Senza dimenticare poi l’interconnessione Pedemontana-Brebemi e l’interporto, priorità degli anni passati ancora nel limbo. E meno male che qualcuno non ha riesumato l’autostrada della Valle Seriana per il collegamento Milano-Monaco, in fondo anche questa utile e potendo necessaria, ma non indispensabile.

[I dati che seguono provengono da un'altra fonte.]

use heritage_portal::{
    AppState,
    config::{AppConfig, Env},
    create_router,
    purge::{LogPurger, PurgeState, WebhookPurger},
    repository::{PostgresRepository, RepositoryState},
};
use std::sync::Arc;
use tokio::net::TcpListener;
use tracing_subscriber::{layer::SubscriberExt, util::SubscriberInitExt};

/// main
///
/// Loads configuration, installs logging, prepares the datastore handle and serves.
#[tokio::main]
async fn main() {
    dotenv::dotenv().ok();
    let config = AppConfig::load();

    let env_filter = tracing_subscriber::EnvFilter::try_from_default_env()
        .unwrap_or_else(|_| "heritage_portal=debug,tower_http=info,axum=info".into());

    // Pretty output for local debugging, JSON for log aggregation in production.
    match config.env {
        Env::Local => {
            tracing_subscriber::registry()
                .with(env_filter)
                .with(tracing_subscriber::fmt::layer().pretty())
                .init();
        }
        Env::Production => {
            tracing_subscriber::registry()
                .with(env_filter)
                .with(tracing_subscriber::fmt::layer().json())
                .init();
        }
    }

    tracing::info!("Application starting in {:?} mode", config.env);

    let store = init_store(&config).await;

    let purger: PurgeState = match &config.revalidate_url {
        Some(url) => {
            tracing::info!(%url, "cache purges go to the revalidation webhook");
            Arc::new(WebhookPurger::new(url, config.revalidate_token.as_deref()))
        }
        None => Arc::new(LogPurger),
    };

    let bind_addr = config.bind_addr.clone();
    let app = create_router(AppState::new(config, store, purger));

    let listener = TcpListener::bind(&bind_addr)
        .await
        .expect("FATAL: failed to bind the HTTP listener. Check BIND_ADDR.");

    tracing::info!("Listening on {bind_addr}");
    tracing::info!("API Documentation (Swagger UI) available at /swagger-ui");

    if let Err(e) = axum::serve(listener, app).await {
        tracing::error!("server stopped: {e}");
    }
}

/// Builds the shared pool once. Nothing here is fatal: without a usable
/// `DATABASE_URL` the site still serves, with empty reads and 503 writes.
async fn init_store(config: &AppConfig) -> Option<RepositoryState> {
    let Some(url) = &config.database_url else {
        tracing::warn!("DATABASE_URL not configured; running without a datastore");
        return None;
    };

    let repo = match PostgresRepository::connect_lazy(url) {
        Ok(repo) => repo,
        Err(e) => {
            tracing::error!("DATABASE_URL is unusable, running without a datastore: {e}");
            return None;
        }
    };

    if let Err(e) = repo.migrate().await {
        tracing::error!("schema migration failed, continuing with the existing schema: {e}");
    }

    Some(Arc::new(repo) as RepositoryState)
}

Questa però è una lista della spesa, non un elenco di priorità. Qual è la differenza, in particolare quando ci sono poche risorse? Quello di non avere il coraggio di decidere. Che vuol dire anche scontentare qualcuno. Una maggioranza che cerca di non tagliare fuori la minoranza è democrazia, ma è anche un diritto (e un dovere) che si assuma la responsabilità del ruolo, senza tavoli per cercare apparentemente di coinvolgere tutti, ma alla fine un alibi per non combinare nulla. In effetti i migliori alleati di politici senza soldi e senza il coraggio delle decisioni sono i comitati anti opere. “Noi avremmo fatto, ma loro ce l’hanno impedito”: uno slogan pronto per le prossime elezioni.